The synthesis and characterization of a series of carbazole-based polymers are investigated, focusing on their potential application in AI-driven bistable memory devices and neuromorphic computing architectures. These polymers incorporate carbazole moieties into their sidechains, facilitating π–π interactions and enhancing charge transport. When deposited as thin films between ITO and Al or Au electrodes, these materials demonstrate clear memristive behavior through voltage-induced conductance switching. The devices exhibit bistable conductivity with a pronounced hysteresis, retaining ON/OFF states for extended periods—several hours—when subjected to electric fields above a certain threshold, as detailed in recent reports [1–3].

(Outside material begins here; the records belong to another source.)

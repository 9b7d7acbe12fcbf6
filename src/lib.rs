pub mod converter;
mod decoder;
pub mod element;
pub mod encoding;
pub mod error;
pub mod gpx_types;
pub mod markup;
pub mod options;
pub mod stats;
pub mod types;

use serde::Serialize;
use wasm_bindgen::prelude::*;

pub use crate::converter::{LineShape, TrackShape, WaypointShape, to_geojson_with};
pub use crate::element::Element;
pub use crate::error::{GpxError, Result};
pub use crate::gpx_types::*;
pub use crate::markup::GpxElement;
pub use crate::options::{CollectionKind, ConvertOptions, GpxElementType};
pub use crate::stats::{PointSequence, Positioned, TrackSummary};
pub use crate::types::{Decimal, Degrees, DgpsStation, Fix, Latitude, Longitude};

/// Convert GPX string to GeoJSON, returned as a JS object.
#[wasm_bindgen(js_name = gpxToGeoJson)]
pub fn gpx_to_geojson(gpx_string: &str, options: JsValue) -> std::result::Result<JsValue, JsValue> {
    console_error_panic_hook::set_once();

    let opts = parse_options(options)?;
    let gpx: Gpx = gpx_string.parse()?;
    to_js(&to_geojson_with(&gpx, &opts))
}

/// Convert GPX string to GeoJSON, returned as a JSON string.
#[wasm_bindgen(js_name = gpxToGeoJsonString)]
pub fn gpx_to_geojson_string(
    gpx_string: &str,
    options: JsValue,
) -> std::result::Result<String, JsValue> {
    console_error_panic_hook::set_once();

    let opts = parse_options(options)?;
    let gpx: Gpx = gpx_string.parse()?;
    serde_json::to_string(&to_geojson_with(&gpx, &opts))
        .map_err(|e| JsValue::from_str(&e.to_string()))
}

/// Convert a GeoJSON FeatureCollection or GeometryCollection (JS object) to a
/// GPX string.
#[wasm_bindgen(js_name = geoJsonToGpx)]
pub fn geojson_to_gpx(geojson: JsValue) -> std::result::Result<String, JsValue> {
    console_error_panic_hook::set_once();

    let value: serde_json::Value =
        serde_wasm_bindgen::from_value(geojson).map_err(|e| JsValue::from_str(&e.to_string()))?;
    let gpx = Gpx::from_geojson(&value)?;
    Ok(gpx.to_xml_string()?)
}

/// Aggregate statistics for every track of a GPX string, as a JS array.
#[wasm_bindgen(js_name = gpxTrackSummaries)]
pub fn gpx_track_summaries(gpx_string: &str) -> std::result::Result<JsValue, JsValue> {
    console_error_panic_hook::set_once();

    let gpx: Gpx = gpx_string.parse()?;
    let summaries: Vec<TrackSummary> = gpx.tracks.iter().map(Track::summary).collect();
    to_js(&summaries)
}

fn parse_options(options: JsValue) -> std::result::Result<ConvertOptions, JsValue> {
    if options.is_undefined() || options.is_null() {
        Ok(ConvertOptions::default())
    } else {
        serde_wasm_bindgen::from_value(options).map_err(|e| JsValue::from_str(&e.to_string()))
    }
}

/// Serialize maps as plain JS objects rather than `Map`s.
fn to_js<T: Serialize + ?Sized>(value: &T) -> std::result::Result<JsValue, JsValue> {
    value
        .serialize(&serde_wasm_bindgen::Serializer::json_compatible())
        .map_err(|e| JsValue::from_str(&e.to_string()))
}
use std::collections::BTreeMap;

use quick_xml::escape::{EscapeError, resolve_predefined_entity};
use quick_xml::events::{BytesDecl, BytesEnd, BytesStart, BytesText, Event};
use quick_xml::{Reader, Writer};

use crate::error::{GpxError, Result};

/// In-scope namespace declarations, prefix to URI. The default namespace is
/// stored under the empty prefix.
pub type Namespaces = BTreeMap<String, String>;

#[derive(Debug, Clone, Default, PartialEq)]
pub struct Element {
    name: String,
    namespace: Option<String>,
    attributes: Vec<(String, String)>,
    text: String,
    children: Vec<Element>,
    namespaces: Namespaces,
}

impl Element {
    /// Create an element in the default namespace of `namespaces`.
    pub fn new(name: impl Into<String>, namespaces: Namespaces) -> Self {
        Self {
            name: name.into(),
            namespace: namespaces.get("").cloned(),
            attributes: Vec::new(),
            text: String::new(),
            children: Vec::new(),
            namespaces,
        }
    }

    /// Local name, without prefix.
    pub fn name(&self) -> &str {
        &self.name
    }

    pub fn namespace(&self) -> Option<&str> {
        self.namespace.as_deref()
    }

    pub fn namespaces(&self) -> &Namespaces {
        &self.namespaces
    }

    pub fn attribute(&self, name: &str) -> Option<&str> {
        self.attributes
            .iter()
            .find(|(key, _)| key == name)
            .map(|(_, value)| value.as_str())
    }

    pub fn set_attribute(&mut self, name: impl Into<String>, value: impl Into<String>) {
        let name = name.into();
        let value = value.into();
        match self.attributes.iter_mut().find(|(key, _)| *key == name) {
            Some(slot) => slot.1 = value,
            None => self.attributes.push((name, value)),
        }
    }

    /// Text content, `None` when the element has none.
    pub fn text(&self) -> Option<&str> {
        if self.text.is_empty() {
            None
        } else {
            Some(&self.text)
        }
    }

    pub fn set_text(&mut self, text: impl Into<String>) {
        self.text = text.into();
    }

    pub fn children(&self) -> &[Element] {
        &self.children
    }

    /// First child with the given local name in this element's namespace.
    pub fn find(&self, name: &str) -> Option<&Element> {
        self.children
            .iter()
            .find(|child| child.name == name && child.namespace == self.namespace)
    }

    /// All children with the given local name in this element's namespace,
    /// in document order.
    pub fn find_all<'a>(&'a self, name: &str) -> impl Iterator<Item = &'a Element> {
        self.children
            .iter()
            .filter(move |child| child.name == name && child.namespace == self.namespace)
    }

    /// Append a new child sharing this element's namespace and namespace map.
    pub fn append_child(&mut self, name: impl Into<String>) -> &mut Element {
        let child = Element {
            name: name.into(),
            namespace: self.namespace.clone(),
            attributes: Vec::new(),
            text: String::new(),
            children: Vec::new(),
            namespaces: self.namespaces.clone(),
        };
        self.children.push(child);
        let last = self.children.len() - 1;
        &mut self.children[last]
    }

    /// Append a text-only child.
    pub fn append_text_child(&mut self, name: impl Into<String>, text: impl Into<String>) {
        self.append_child(name).set_text(text);
    }

    /// Parse an XML string into its root element.
    pub fn parse_str(xml: &str) -> Result<Element> {
        let mut reader = Reader::from_str(xml);
        let mut stack: Vec<Element> = Vec::new();

        loop {
            match reader.read_event() {
                Ok(Event::Start(e)) => {
                    let element = open_element(&e, stack.last().map(|p| &p.namespaces))?;
                    stack.push(element);
                }
                Ok(Event::Empty(e)) => {
                    let element = open_element(&e, stack.last().map(|p| &p.namespaces))?;
                    match stack.last_mut() {
                        Some(parent) => parent.children.push(element),
                        None => return Ok(element),
                    }
                }
                Ok(Event::End(_)) => {
                    let Some(mut element) = stack.pop() else {
                        continue;
                    };
                    if !element.children.is_empty() && element.text.trim().is_empty() {
                        element.text.clear();
                    }
                    match stack.last_mut() {
                        Some(parent) => parent.children.push(element),
                        None => return Ok(element),
                    }
                }
                Ok(Event::Text(e)) => {
                    if let Some(current) = stack.last_mut() {
                        current.text.push_str(&String::from_utf8_lossy(e.as_ref()));
                    }
                }
                Ok(Event::CData(e)) => {
                    if let Some(current) = stack.last_mut() {
                        current.text.push_str(&String::from_utf8_lossy(e.as_ref()));
                    }
                }
                Ok(Event::GeneralRef(e)) => {
                    if let Some(current) = stack.last_mut() {
                        match e.resolve_char_ref()? {
                            Some(ch) => current.text.push(ch),
                            None => {
                                let name = String::from_utf8_lossy(e.as_ref()).into_owned();
                                let Some(text) = resolve_predefined_entity(&name) else {
                                    let end = reader.buffer_position() as usize;
                                    let start = end.saturating_sub(name.len() + 2);
                                    return Err(EscapeError::UnrecognizedEntity(start..end, name).into());
                                };
                                current.text.push_str(text);
                            }
                        }
                    }
                }
                Ok(Event::Eof) => break,
                Err(e) => return Err(GpxError::Xml(e)),
                _ => {}
            }
        }

        Err(GpxError::EmptyDocument)
    }

    /// Serialize the tree with an XML declaration and two-space indentation.
    pub fn to_xml_string(&self) -> Result<String> {
        let mut writer = Writer::new_with_indent(Vec::new(), b' ', 2);
        writer.write_event(Event::Decl(BytesDecl::new("1.0", Some("UTF-8"), None)))?;
        self.write(&mut writer, None)?;
        Ok(String::from_utf8_lossy(&writer.into_inner()).into_owned())
    }

    fn write(&self, writer: &mut Writer<Vec<u8>>, parent: Option<&Namespaces>) -> Result<()> {
        let qname = self.qualified_name();
        let mut start = BytesStart::new(qname.as_str());

        for (prefix, uri) in &self.namespaces {
            if parent.is_some_and(|scope| scope.get(prefix) == Some(uri)) {
                continue;
            }
            let key = if prefix.is_empty() {
                "xmlns".to_string()
            } else {
                format!("xmlns:{prefix}")
            };
            start.push_attribute((key.as_str(), uri.as_str()));
        }
        for (key, value) in &self.attributes {
            start.push_attribute((key.as_str(), value.as_str()));
        }

        if self.children.is_empty() && self.text.is_empty() {
            writer.write_event(Event::Empty(start))?;
            return Ok(());
        }

        writer.write_event(Event::Start(start))?;
        if self.children.is_empty() {
            writer.write_event(Event::Text(BytesText::new(&self.text)))?;
        }
        for child in &self.children {
            child.write(writer, Some(&self.namespaces))?;
        }
        writer.write_event(Event::End(BytesEnd::new(qname.as_str())))?;
        Ok(())
    }

    fn qualified_name(&self) -> String {
        let Some(uri) = &self.namespace else {
            return self.name.clone();
        };
        match self
            .namespaces
            .iter()
            .find(|(_, bound)| *bound == uri)
            .map(|(prefix, _)| prefix.as_str())
        {
            Some(prefix) if !prefix.is_empty() && self.namespaces.get("") != Some(uri) => {
                format!("{prefix}:{}", self.name)
            }
            _ => self.name.clone(),
        }
    }
}

/// Build an element from a start tag, resolving its namespace against the
/// parent scope plus its own `xmlns` declarations.
fn open_element(start: &BytesStart<'_>, scope: Option<&Namespaces>) -> Result<Element> {
    let mut namespaces = scope.cloned().unwrap_or_default();
    let mut attributes = Vec::new();

    for attr_result in start.attributes() {
        let attr = attr_result.map_err(|e| GpxError::Xml(e.into()))?;
        let key = String::from_utf8_lossy(attr.key.as_ref()).into_owned();
        let raw = String::from_utf8_lossy(&attr.value).into_owned();
        let value = quick_xml::escape::unescape(&raw)?.into_owned();

        if key == "xmlns" {
            namespaces.insert(String::new(), value);
        } else if let Some(prefix) = key.strip_prefix("xmlns:") {
            namespaces.insert(prefix.to_string(), value);
        } else {
            attributes.push((key, value));
        }
    }

    let qname = String::from_utf8_lossy(start.name().as_ref()).into_owned();
    let (prefix, name) = match qname.split_once(':') {
        Some((prefix, local)) => (prefix, local.to_string()),
        None => ("", qname.clone()),
    };
    let namespace = namespaces.get(prefix).cloned();

    Ok(Element {
        name,
        namespace,
        attributes,
        text: String::new(),
        children: Vec::new(),
        namespaces,
    })
}
impl TrackSegment {
    /// Read a `LineString` or a `Feature` with a `LineString` geometry.
    pub fn from_geojson(value: &JsonValue) -> Result<Self> {
        const EXPECTED: &str = "LineString or Feature";
        accept(value, &["LineString", "Feature"], EXPECTED)?;
        let points = match GeoJson::from_json_value(value.clone())? {
            GeoJson::Geometry(geometry) => line_points(&geometry, EXPECTED)?,
            GeoJson::Feature(feature) => {
                let mut points = line_points(feature_geometry(&feature, EXPECTED)?, EXPECTED)?;
                if let Some(props) = &feature.properties {
                    zip_point_properties(&mut points, props.get("coordinatesProperties"))?;
                }
                points
            }
            other => return Err(unsupported(&other, EXPECTED)),
        };
        Ok(TrackSegment::new(points))
    }

    pub fn from_geojson_str(text: &str) -> Result<Self> {
        Self::from_geojson(&parse_json(text)?)
    }
}

impl Track {
    /// Read a `MultiLineString` or a `Feature` with a `MultiLineString`
    /// geometry. Each line becomes one segment.
    pub fn from_geojson(value: &JsonValue) -> Result<Self> {
        const EXPECTED: &str = "MultiLineString or Feature";
        accept(value, &["MultiLineString", "Feature"], EXPECTED)?;
        match GeoJson::from_json_value(value.clone())? {
            GeoJson::Geometry(geometry) => Ok(Track {
                segments: track_segments(&geometry, EXPECTED)?,
                ..Track::default()
            }),
            GeoJson::Feature(feature) => track_from_feature(&feature, EXPECTED),
            other => Err(unsupported(&other, EXPECTED)),
        }
    }

    pub fn from_geojson_str(text: &str) -> Result<Self> {
        Self::from_geojson(&parse_json(text)?)
    }
}

impl Gpx {
    /// Read a `FeatureCollection` or `GeometryCollection`. Members are sorted
    /// by geometry kind: points become waypoints, line strings routes and
    /// multi line strings tracks.
    pub fn from_geojson(value: &JsonValue) -> Result<Self> {
        const EXPECTED: &str = "FeatureCollection or GeometryCollection";
        const MEMBER: &str = "Point, LineString or MultiLineString";
        accept(value, &["FeatureCollection", "GeometryCollection"], EXPECTED)?;

        let mut gpx = Gpx::new();
        match GeoJson::from_json_value(value.clone())? {
            GeoJson::FeatureCollection(FeatureCollection { features, .. }) => {
                for feature in &features {
                    let geometry = feature_geometry(feature, MEMBER)?;
                    trace!("decoding {} feature", kind_name(&geometry.value));
                    match &geometry.value {
                        Value::Point(_) => gpx.waypoints.push(waypoint_from_feature(feature, MEMBER)?),
                        Value::LineString(_) => gpx.routes.push(route_from_feature(feature, MEMBER)?),
                        Value::MultiLineString(_) => {
                            gpx.tracks.push(track_from_feature(feature, MEMBER)?)
                        }
                        other => return Err(unsupported_value(other, MEMBER)),
                    }
                }
            }
            GeoJson::Geometry(Geometry {
                value: Value::GeometryCollection(geometries),
                ..
            }) => {
                for geometry in &geometries {
                    trace!("decoding {} geometry", kind_name(&geometry.value));
                    match &geometry.value {
                        Value::Point(_) => gpx.waypoints.push(waypoint_from_geometry(geometry, MEMBER)?),
                        Value::LineString(_) => gpx.routes.push(Route {
                            points: line_points(geometry, MEMBER)?,
                            ..Route::default()
                        }),
                        Value::MultiLineString(_) => gpx.tracks.push(Track {
                            segments: track_segments(geometry, MEMBER)?,
                            ..Track::default()
                        }),
                        other => return Err(unsupported_value(other, MEMBER)),
                    }
                }
            }
            other => return Err(unsupported(&other, EXPECTED)),
        }

        debug!(
            "decoded GeoJSON: {} waypoints, {} routes, {} tracks",
            gpx.waypoints.len(),
            gpx.routes.len(),
            gpx.tracks.len()
        );
        Ok(gpx)
    }

    pub fn from_geojson_str(text: &str) -> Result<Self> {
        Self::from_geojson(&parse_json(text)?)
    }
}
use std::str::FromStr;

use log::debug;

use crate::element::Element;
use crate::encoding::{format_datetime, parse_datetime, parse_decimal};
use crate::error::{GpxError, Result};
use crate::gpx_types::*;
use crate::types::{Decimal, Latitude, Longitude};

/// An entity with a GPX element representation.
pub trait GpxElement: Sized {
    /// Tag the entity is written as when no other tag is requested.
    const TAG: &'static str;

    fn parse(element: &Element) -> Result<Self>;

    /// Fill an already created element with this entity's attributes and
    /// children.
    fn build_into(&self, element: &mut Element);

    fn build(&self, parent: &mut Element) {
        self.build_as(parent, Self::TAG);
    }

    fn build_as(&self, parent: &mut Element, tag: &str) {
        self.build_into(parent.append_child(tag));
    }
}

impl Gpx {
    /// Read a document from its root `<gpx>` element.
    pub fn from_element(root: &Element) -> Result<Self> {
        <Self as GpxElement>::parse(root)
    }

    /// Build the root `<gpx>` element, carrying the document's namespace map.
    pub fn to_element(&self) -> Element {
        let mut root = Element::new(Self::TAG, self.namespaces.clone());
        self.build_into(&mut root);
        root
    }

    pub fn to_xml_string(&self) -> Result<String> {
        self.to_element().to_xml_string()
    }
}

impl FromStr for Gpx {
    type Err = GpxError;

    fn from_str(xml: &str) -> Result<Self> {
        Self::from_element(&Element::parse_str(xml)?)
    }
}

impl GpxElement for Gpx {
    const TAG: &'static str = "gpx";

    fn parse(element: &Element) -> Result<Self> {
        let mut gpx = Gpx {
            namespaces: element.namespaces().clone(),
            ..Gpx::default()
        };
        if let Some(creator) = element.attribute("creator") {
            gpx.creator = creator.to_string();
        }
        gpx.metadata = element.find("metadata").map(Metadata::parse).transpose()?;
        gpx.waypoints = parse_all(element, "wpt")?;
        gpx.routes = parse_all(element, "rte")?;
        gpx.tracks = parse_all(element, "trk")?;

        debug!(
            "parsed GPX document: {} waypoints, {} routes, {} tracks",
            gpx.waypoints.len(),
            gpx.routes.len(),
            gpx.tracks.len()
        );
        Ok(gpx)
    }

    fn build_into(&self, element: &mut Element) {
        element.set_attribute("version", "1.1");
        element.set_attribute("creator", self.creator.as_str());
        if let Some(metadata) = &self.metadata {
            metadata.build(element);
        }
        for wpt in &self.waypoints {
            wpt.build(element);
        }
        for rte in &self.routes {
            rte.build(element);
        }
        for trk in &self.tracks {
            trk.build(element);
        }
    }
}

impl GpxElement for Metadata {
    const TAG: &'static str = "metadata";

    fn parse(element: &Element) -> Result<Self> {
        Ok(Metadata {
            name: child_string(element, "name"),
            desc: child_string(element, "desc"),
            author: element.find("author").map(Person::parse).transpose()?,
            copyright: element.find("copyright").map(Copyright::parse).transpose()?,
            links: parse_all(element, "link")?,
            time: child_time(element, Self::TAG, "time")?,
            keywords: child_string(element, "keywords"),
            bounds: element.find("bounds").map(Bounds::parse).transpose()?,
        })
    }

    fn build_into(&self, element: &mut Element) {
        push_text(element, "name", self.name.as_ref());
        push_text(element, "desc", self.desc.as_ref());
        if let Some(author) = &self.author {
            author.build(element);
        }
        if let Some(copyright) = &self.copyright {
            copyright.build(element);
        }
        for link in &self.links {
            link.build(element);
        }
        push_text(element, "time", self.time.as_ref().map(format_datetime));
        push_text(element, "keywords", self.keywords.as_ref());
        if let Some(bounds) = &self.bounds {
            bounds.build(element);
        }
    }
}

impl GpxElement for Person {
    const TAG: &'static str = "author";

    fn parse(element: &Element) -> Result<Self> {
        let email = match element.find("email") {
            Some(email) => {
                let id = required_attribute(email, "email", "id")?;
                let domain = required_attribute(email, "email", "domain")?;
                Some(Email::new(id, domain))
            }
            None => None,
        };
        Ok(Person {
            name: child_string(element, "name"),
            email,
            link: element.find("link").map(Link::parse).transpose()?,
        })
    }

    fn build_into(&self, element: &mut Element) {
        push_text(element, "name", self.name.as_ref());
        if let Some(email) = &self.email {
            let node = element.append_child("email");
            node.set_attribute("id", email.id.as_str());
            node.set_attribute("domain", email.domain.as_str());
        }
        if let Some(link) = &self.link {
            link.build(element);
        }
    }
}

impl GpxElement for Copyright {
    const TAG: &'static str = "copyright";

    fn parse(element: &Element) -> Result<Self> {
        Ok(Copyright {
            author: required_attribute(element, Self::TAG, "author")?.to_string(),
            year: child_value(element, Self::TAG, "year")?,
            license: child_string(element, "license"),
        })
    }

    fn build_into(&self, element: &mut Element) {
        element.set_attribute("author", self.author.as_str());
        push_text(element, "year", self.year);
        push_text(element, "license", self.license.as_ref());
    }
}

impl GpxElement for Link {
    const TAG: &'static str = "link";

    fn parse(element: &Element) -> Result<Self> {
        Ok(Link {
            href: required_attribute(element, Self::TAG, "href")?.to_string(),
            text: child_string(element, "text"),
            link_type: child_string(element, "type"),
        })
    }

    fn build_into(&self, element: &mut Element) {
        element.set_attribute("href", self.href.as_str());
        push_text(element, "text", self.text.as_ref());
        push_text(element, "type", self.link_type.as_ref());
    }
}

impl GpxElement for Bounds {
    const TAG: &'static str = "bounds";

    fn parse(element: &Element) -> Result<Self> {
        Ok(Bounds {
            min_lat: attribute_value::<Latitude>(element, Self::TAG, "minlat")?,
            min_lon: attribute_value::<Longitude>(element, Self::TAG, "minlon")?,
            max_lat: attribute_value::<Latitude>(element, Self::TAG, "maxlat")?,
            max_lon: attribute_value::<Longitude>(element, Self::TAG, "maxlon")?,
        })
    }

    fn build_into(&self, element: &mut Element) {
        element.set_attribute("minlat", self.min_lat.to_string());
        element.set_attribute("minlon", self.min_lon.to_string());
        element.set_attribute("maxlat", self.max_lat.to_string());
        element.set_attribute("maxlon", self.max_lon.to_string());
    }
}

impl GpxElement for Waypoint {
    const TAG: &'static str = "wpt";

    fn parse(element: &Element) -> Result<Self> {
        let tag = match element.name() {
            "rtept" => "rtept",
            "trkpt" => "trkpt",
            _ => Self::TAG,
        };

        let mut wpt = Waypoint::new(
            attribute_value(element, tag, "lat")?,
            attribute_value(element, tag, "lon")?,
        );

        // position
        wpt.ele = child_decimal(element, tag, "ele")?;
        wpt.time = child_time(element, tag, "time")?;
        wpt.magvar = child_value(element, tag, "magvar")?;
        wpt.geoidheight = child_decimal(element, tag, "geoidheight")?;

        // description
        wpt.name = child_string(element, "name");
        wpt.cmt = child_string(element, "cmt");
        wpt.desc = child_string(element, "desc");
        wpt.src = child_string(element, "src");
        wpt.links = parse_all(element, "link")?;
        wpt.sym = child_string(element, "sym");
        wpt.point_type = child_string(element, "type");

        // accuracy
        wpt.fix = child_value(element, tag, "fix")?;
        wpt.sat = child_value(element, tag, "sat")?;
        wpt.hdop = child_decimal(element, tag, "hdop")?;
        wpt.vdop = child_decimal(element, tag, "vdop")?;
        wpt.pdop = child_decimal(element, tag, "pdop")?;
        wpt.ageofdgpsdata = child_decimal(element, tag, "ageofdgpsdata")?;
        wpt.dgpsid = child_value(element, tag, "dgpsid")?;

        Ok(wpt)
    }

    fn build_into(&self, element: &mut Element) {
        element.set_attribute("lat", self.lat.to_string());
        element.set_attribute("lon", self.lon.to_string());

        push_text(element, "ele", self.ele);
        push_text(element, "time", self.time.as_ref().map(format_datetime));
        push_text(element, "magvar", self.magvar);
        push_text(element, "geoidheight", self.geoidheight);

        push_text(element, "name", self.name.as_ref());
        push_text(element, "cmt", self.cmt.as_ref());
        push_text(element, "desc", self.desc.as_ref());
        push_text(element, "src", self.src.as_ref());
        for link in &self.links {
            link.build(element);
        }
        push_text(element, "sym", self.sym.as_ref());
        push_text(element, "type", self.point_type.as_ref());

        push_text(element, "fix", self.fix);
        push_text(element, "sat", self.sat);
        push_text(element, "hdop", self.hdop);
        push_text(element, "vdop", self.vdop);
        push_text(element, "pdop", self.pdop);
        push_text(element, "ageofdgpsdata", self.ageofdgpsdata);
        push_text(element, "dgpsid", self.dgpsid);
    }
}

impl GpxElement for Route {
    const TAG: &'static str = "rte";

    fn parse(element: &Element) -> Result<Self> {
        Ok(Route {
            name: child_string(element, "name"),
            cmt: child_string(element, "cmt"),
            desc: child_string(element, "desc"),
            src: child_string(element, "src"),
            links: parse_all(element, "link")?,
            number: child_value(element, Self::TAG, "number")?,
            route_type: child_string(element, "type"),
            points: parse_all(element, "rtept")?,
        })
    }

    fn build_into(&self, element: &mut Element) {
        push_text(element, "name", self.name.as_ref());
        push_text(element, "cmt", self.cmt.as_ref());
        push_text(element, "desc", self.desc.as_ref());
        push_text(element, "src", self.src.as_ref());
        for link in &self.links {
            link.build(element);
        }
        push_text(element, "number", self.number);
        push_text(element, "type", self.route_type.as_ref());
        for pt in &self.points {
            pt.build_as(element, "rtept");
        }
    }
}

impl GpxElement for Track {
    const TAG: &'static str = "trk";

    fn parse(element: &Element) -> Result<Self> {
        Ok(Track {
            name: child_string(element, "name"),
            cmt: child_string(element, "cmt"),
            desc: child_string(element, "desc"),
            src: child_string(element, "src"),
            links: parse_all(element, "link")?,
            number: child_value(element, Self::TAG, "number")?,
            track_type: child_string(element, "type"),
            segments: parse_all(element, "trkseg")?,
        })
    }

    fn build_into(&self, element: &mut Element) {
        push_text(element, "name", self.name.as_ref());
        push_text(element, "cmt", self.cmt.as_ref());
        push_text(element, "desc", self.desc.as_ref());
        push_text(element, "src", self.src.as_ref());
        for link in &self.links {
            link.build(element);
        }
        push_text(element, "number", self.number);
        push_text(element, "type", self.track_type.as_ref());
        for seg in &self.segments {
            seg.build(element);
        }
    }
}

impl GpxElement for TrackSegment {
    const TAG: &'static str = "trkseg";

    fn parse(element: &Element) -> Result<Self> {
        Ok(TrackSegment {
            points: parse_all(element, "trkpt")?,
        })
    }

    fn build_into(&self, element: &mut Element) {
        for pt in &self.points {
            pt.build_as(element, "trkpt");
        }
    }
}

fn parse_all<T: GpxElement>(element: &Element, name: &str) -> Result<Vec<T>> {
    element.find_all(name).map(T::parse).collect()
}

fn child_string(element: &Element, name: &str) -> Option<String> {
    element.find(name).and_then(Element::text).map(str::to_string)
}

fn child_text<'a>(element: &'a Element, name: &str) -> Option<&'a str> {
    element.find(name).and_then(Element::text)
}

fn child_value<T: FromStr>(
    element: &Element,
    tag: &'static str,
    field: &'static str,
) -> Result<Option<T>> {
    child_text(element, field)
        .map(|text| {
            text.trim().parse::<T>().map_err(|_| GpxError::InvalidField {
                element: tag,
                field,
                value: text.to_string(),
            })
        })
        .transpose()
}

fn child_decimal(element: &Element, tag: &'static str, field: &'static str) -> Result<Option<Decimal>> {
    child_text(element, field)
        .map(|text| {
            parse_decimal(text).ok_or_else(|| GpxError::InvalidField {
                element: tag,
                field,
                value: text.to_string(),
            })
        })
        .transpose()
}

fn child_time(
    element: &Element,
    tag: &'static str,
    field: &'static str,
) -> Result<Option<chrono::DateTime<chrono::Utc>>> {
    child_text(element, field)
        .map(|text| {
            parse_datetime(text).ok_or_else(|| GpxError::InvalidField {
                element: tag,
                field,
                value: text.to_string(),
            })
        })
        .transpose()
}

fn required_attribute<'a>(
    element: &'a Element,
    tag: &'static str,
    name: &'static str,
) -> Result<&'a str> {
    element.attribute(name).ok_or(GpxError::MissingField {
        element: tag,
        field: name,
    })
}

fn attribute_value<T>(element: &Element, tag: &'static str, name: &'static str) -> Result<T>
where
    T: FromStr<Err = GpxError>,
{
    required_attribute(element, tag, name)?
        .parse::<T>()
        .map_err(|e| e.in_field(tag, name))
}

fn push_text<T: ToString>(element: &mut Element, name: &str, value: Option<T>) {
    if let Some(value) = value {
        element.append_text_child(name, value.to_string());
    }
}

In addition to their non-volatile memory characteristics, these carbazole-functionalized layers mimic key features of biological synapses under low to moderate biasing. Through the repeated application of voltage pulses, the devices show short-term plasticity (STP) and long-term plasticity (LTP), paired-pulse facilitation (PPF) and depression (PPD), spike-timing-dependent plasticity (STDP), and Hebbian associative learning—traits essential for hardware-based neural networks and cognitive computing. These neuromorphic behaviors are enabled by underlying physical mechanisms such as voltage-triggered conformational transitions, charge carrier trapping and detrapping, and redox-based switching, which have been elucidated using spectroscopic and electrical measurements [1–3].
This work underscores the promise of carbazole-functionalized polymers as active materials for organic memristors. Their multifunctionality—spanning stable memory storage and dynamic synaptic emulation—makes them excellent candidates for next-generation, low-power neuromorphic systems and adaptive artificial intelligence applications. The integration of these organic materials offers a scalable and tunable approach to bridging the gap between biological computation and electronic devices.
References:
1] Y. R. Panthi, A. Pandey, A. Šturcová, and J. Pfleger, et al., Mater. Adv., 2024, 5, 6388–6398.
[2] A. Pandey, A. Chernyshev, Y. R. Panthi, J. Pfleger et al., Polymers, 2024, 16, 542.
[3] Y. R. Panthi, J. Pfleger, A. Pandey, et al., J. Mater. Chem. C, 2023, 11, 17093–17105.